use tracing_subscriber::{fmt, prelude::*, EnvFilter};

/// Initialize logging with tracing
///
/// This function sets up the tracing subscriber with the following configuration:
/// - Reads filter from RUST_LOG environment variable if available
/// - Falls back to "nexus_live=debug,warn" if RUST_LOG is not set
/// - Uses a formatted output layer
///
/// # Example
///
/// ```no_run
/// use nexus_live::utils::logging::init_logging;
///
/// init_logging();
/// ```
pub fn init_logging() {
    let filter = EnvFilter::try_from_default_env()
        .unwrap_or_else(|_| EnvFilter::new("nexus_live=debug,warn"));

    tracing_subscriber::registry()
        .with(fmt::layer())
        .with(filter)
        .init();

    tracing::info!("Nexus Live logging initialized");
}
/// WebSocket connection to the live bidirectional voice endpoint
///
/// This module provides the WebSocket client used for streaming voice
/// sessions: URL construction, the setup handshake, and the message
/// send/receive primitives.

use crate::network::error::{NetworkError, NetworkResult};
use crate::network::messages::{
    GenerationConfig, PrebuiltVoiceConfig, RealtimeInputMessage, ServerMessage, Setup,
    SetupMessage, SpeechConfig, SystemInstruction, VoiceConfig,
};
use futures_util::{
    stream::{SplitSink, SplitStream},
    SinkExt, StreamExt,
};
use serde::Serialize;
use tokio::net::TcpStream;
use tokio_tungstenite::{connect_async, tungstenite::Message, MaybeTlsStream, WebSocketStream};
use tracing::{debug, info, warn};

type WsStream = WebSocketStream<MaybeTlsStream<TcpStream>>;

/// Write half of the WebSocket stream
pub type WsWriter = SplitSink<WsStream, Message>;

/// Read half of the WebSocket stream
pub type WsReader = SplitStream<WsStream>;

/// Default native-audio live model
pub const DEFAULT_LIVE_MODEL: &str = "models/gemini-2.5-flash-native-audio-preview-12-2025";

/// Default prebuilt voice for audio responses
pub const DEFAULT_VOICE: &str = "Zephyr";

/// Default behavioral instruction for voice sessions
pub const DEFAULT_LIVE_INSTRUCTION: &str = "You are Nexus. Keep voice responses short and human-like.";

const DEFAULT_ENDPOINT: &str = "wss://generativelanguage.googleapis.com/ws/google.ai.generativelanguage.v1beta.GenerativeService.BidiGenerateContent";

/// Configuration for a live voice session
///
/// # Example
/// ```no_run
/// use nexus_live::network::LiveConfig;
///
/// let config = LiveConfig::new()
///     .with_voice("Zephyr")
///     .with_timeout(5000);
/// ```
#[derive(Debug, Clone)]
pub struct LiveConfig {
    /// Fully-qualified model name
    pub model: String,

    /// Prebuilt voice name for audio responses
    pub voice: String,

    /// System-level behavioral instruction
    pub system_instruction: Option<String>,

    /// Requested response modalities
    pub response_modalities: Vec<String>,

    /// Connection timeout in milliseconds
    pub timeout_ms: u64,

    /// WebSocket endpoint (overridable for testing)
    pub endpoint: String,
}

impl LiveConfig {
    /// Create a configuration with the default audio-native model and voice
    pub fn new() -> Self {
        Self {
            model: DEFAULT_LIVE_MODEL.to_string(),
            voice: DEFAULT_VOICE.to_string(),
            system_instruction: Some(DEFAULT_LIVE_INSTRUCTION.to_string()),
            response_modalities: vec!["AUDIO".to_string()],
            timeout_ms: 10000, // 10 seconds default
            endpoint: DEFAULT_ENDPOINT.to_string(),
        }
    }

    /// Set the model name
    pub fn with_model(mut self, model: impl Into<String>) -> Self {
        self.model = model.into();
        self
    }

    /// Set the prebuilt voice
    pub fn with_voice(mut self, voice: impl Into<String>) -> Self {
        self.voice = voice.into();
        self
    }

    /// Set the system instruction
    pub fn with_system_instruction(mut self, instruction: impl Into<String>) -> Self {
        self.system_instruction = Some(instruction.into());
        self
    }

    /// Set connection timeout in milliseconds
    pub fn with_timeout(mut self, timeout_ms: u64) -> Self {
        self.timeout_ms = timeout_ms;
        self
    }

    /// Override the WebSocket endpoint
    pub fn with_endpoint(mut self, endpoint: impl Into<String>) -> Self {
        self.endpoint = endpoint.into();
        self
    }

    /// Build the WebSocket URL carrying the API key
    pub fn build_url(&self, api_key: &str) -> NetworkResult<String> {
        if api_key.is_empty() {
            return Err(NetworkError::InvalidConfig(
                "API key must not be empty".to_string(),
            ));
        }
        Ok(format!("{}?key={}", self.endpoint, api_key))
    }

    /// Build the setup handshake message for this configuration
    pub fn setup_message(&self) -> SetupMessage {
        SetupMessage {
            setup: Setup {
                model: self.model.clone(),
                generation_config: GenerationConfig {
                    response_modalities: self.response_modalities.clone(),
                    speech_config: Some(SpeechConfig {
                        voice_config: VoiceConfig {
                            prebuilt_voice_config: PrebuiltVoiceConfig {
                                voice_name: self.voice.clone(),
                            },
                        },
                    }),
                },
                system_instruction: self
                    .system_instruction
                    .as_deref()
                    .map(SystemInstruction::from_text),
            },
        }
    }
}

impl Default for LiveConfig {
    fn default() -> Self {
        Self::new()
    }
}

/// WebSocket connection to the live voice endpoint
///
/// Manages the connection lifecycle: opening the socket, completing the
/// setup handshake, streaming realtime audio, and closing.
///
/// # Example
/// ```no_run
/// use nexus_live::network::{LiveConfig, LiveConnection};
///
/// #[tokio::main]
/// async fn main() {
///     let config = LiveConfig::new();
///     let mut conn = LiveConnection::connect("your-api-key", &config)
///         .await
///         .unwrap();
///
///     // Use the connection...
///     conn.close().await.unwrap();
/// }
/// ```
#[derive(Debug)]
pub struct LiveConnection {
    /// WebSocket stream
    ws_stream: WsStream,

    /// Whether the connection is open
    is_open: bool,
}

impl LiveConnection {
    /// Connect to the live endpoint and complete the setup handshake
    ///
    /// Opens the WebSocket, sends the `setup` frame built from `config`,
    /// and waits for the server's `setupComplete` acknowledgement.
    ///
    /// # Arguments
    /// * `api_key` - API key for authentication
    /// * `config` - Session configuration
    ///
    /// # Errors
    /// `AuthenticationFailed` on a 401/403 upgrade response, `Timeout`
    /// when the handshake does not complete in time, `ConnectionClosed`
    /// when the server closes before acknowledging setup.
    pub async fn connect(api_key: &str, config: &LiveConfig) -> NetworkResult<Self> {
        info!("Connecting to live voice endpoint");

        let url = config.build_url(api_key)?;

        // Connect with timeout
        let connect_future = connect_async(url.as_str());
        let timeout = tokio::time::Duration::from_millis(config.timeout_ms);

        let (ws_stream, response) = tokio::time::timeout(timeout, connect_future)
            .await
            .map_err(|_| NetworkError::Timeout(config.timeout_ms))?
            .map_err(|e| {
                if let tokio_tungstenite::tungstenite::Error::Http(resp) = &e {
                    if resp.status() == 401 || resp.status() == 403 {
                        return NetworkError::AuthenticationFailed;
                    }
                }
                NetworkError::ConnectionFailed(e.to_string())
            })?;

        info!("Connected to live endpoint (status: {})", response.status());

        let mut conn = Self {
            ws_stream,
            is_open: true,
        };

        // Handshake: send setup, wait for setupComplete.
        conn.send(&config.setup_message()).await?;

        let deadline = tokio::time::Duration::from_millis(config.timeout_ms);
        let ack = tokio::time::timeout(deadline, conn.recv())
            .await
            .map_err(|_| NetworkError::Timeout(config.timeout_ms))??;

        match ack {
            Some(msg) if msg.is_setup_complete() => {
                info!("Live session setup complete (model: {})", config.model);
                Ok(conn)
            }
            Some(msg) => {
                warn!("Unexpected handshake response: {:?}", msg);
                let _ = conn.close().await;
                Err(NetworkError::ServerError(
                    "handshake did not complete".to_string(),
                ))
            }
            None => Err(NetworkError::ConnectionClosed),
        }
    }

    /// Send a message to the server
    ///
    /// Serializes the message to JSON and sends it as a text frame.
    ///
    /// # Errors
    /// Returns `NetworkError` if serialization or sending fails
    pub async fn send<T: Serialize>(&mut self, message: &T) -> NetworkResult<()> {
        if !self.is_open {
            return Err(NetworkError::ConnectionClosed);
        }

        let json = serde_json::to_string(message)?;
        debug!("Sending message: {} bytes", json.len());

        self.ws_stream
            .send(Message::Text(json.into()))
            .await
            .map_err(NetworkError::WebSocketError)?;

        Ok(())
    }

    /// Stream one base64-encoded PCM frame to the server
    ///
    /// Frames offered while the connection is not open are dropped
    /// silently, so capture can keep producing across reconnect gaps.
    pub async fn send_realtime_audio(&mut self, audio_base64: String) -> NetworkResult<()> {
        if !self.is_open {
            debug!("Dropping audio frame: connection not open");
            return Ok(());
        }

        self.send(&RealtimeInputMessage::audio(audio_base64)).await
    }

    /// Receive the next message from the server
    ///
    /// # Returns
    /// * `Ok(Some(message))` - A message was received
    /// * `Ok(None)` - Connection closed gracefully
    /// * `Err(error)` - An error occurred
    pub async fn recv(&mut self) -> NetworkResult<Option<ServerMessage>> {
        if !self.is_open {
            return Ok(None);
        }

        match self.ws_stream.next().await {
            Some(Ok(Message::Text(text))) => {
                debug!("Received message: {} bytes", text.len());
                let message: ServerMessage = serde_json::from_str(&text)?;
                Ok(Some(message))
            }
            Some(Ok(Message::Binary(data))) => {
                // The endpoint may deliver JSON in binary frames.
                let message: ServerMessage = serde_json::from_slice(&data)?;
                Ok(Some(message))
            }
            Some(Ok(Message::Close(frame))) => {
                info!("Received close frame: {:?}", frame);
                self.is_open = false;
                Ok(None)
            }
            Some(Ok(Message::Ping(data))) => {
                debug!("Received ping, sending pong");
                self.ws_stream.send(Message::Pong(data)).await?;
                Box::pin(self.recv()).await
            }
            Some(Ok(Message::Pong(_))) => {
                debug!("Received pong");
                Box::pin(self.recv()).await
            }
            Some(Ok(msg)) => {
                warn!("Received unexpected message type: {:?}", msg);
                Box::pin(self.recv()).await
            }
            Some(Err(e)) => {
                self.is_open = false;
                Err(NetworkError::WebSocketError(e))
            }
            None => {
                info!("WebSocket stream ended");
                self.is_open = false;
                Ok(None)
            }
        }
    }

    /// Close the WebSocket connection
    ///
    /// Sends a close frame. Calling close on an already-closed connection
    /// is a no-op.
    pub async fn close(&mut self) -> NetworkResult<()> {
        if !self.is_open {
            return Ok(());
        }

        info!("Closing WebSocket connection");

        self.ws_stream
            .close(None)
            .await
            .map_err(NetworkError::WebSocketError)?;

        self.is_open = false;
        info!("WebSocket connection closed");

        Ok(())
    }

    /// Check if the connection is open
    pub fn is_open(&self) -> bool {
        self.is_open
    }

    /// Split the connection into separate read and write halves
    ///
    /// This consumes the connection and returns the halves, which can be
    /// driven independently in separate tasks.
    pub fn split(self) -> (WsWriter, WsReader) {
        self.ws_stream.split()
    }
}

════════════════

WORK TO BE COMPLETED
Lines with "status" in the records above: copy every one of them.

TASK ANSWER
                    if resp.status() == 401 || resp.status() == 403 {
        info!("Connected to live endpoint (status: {})", response.status());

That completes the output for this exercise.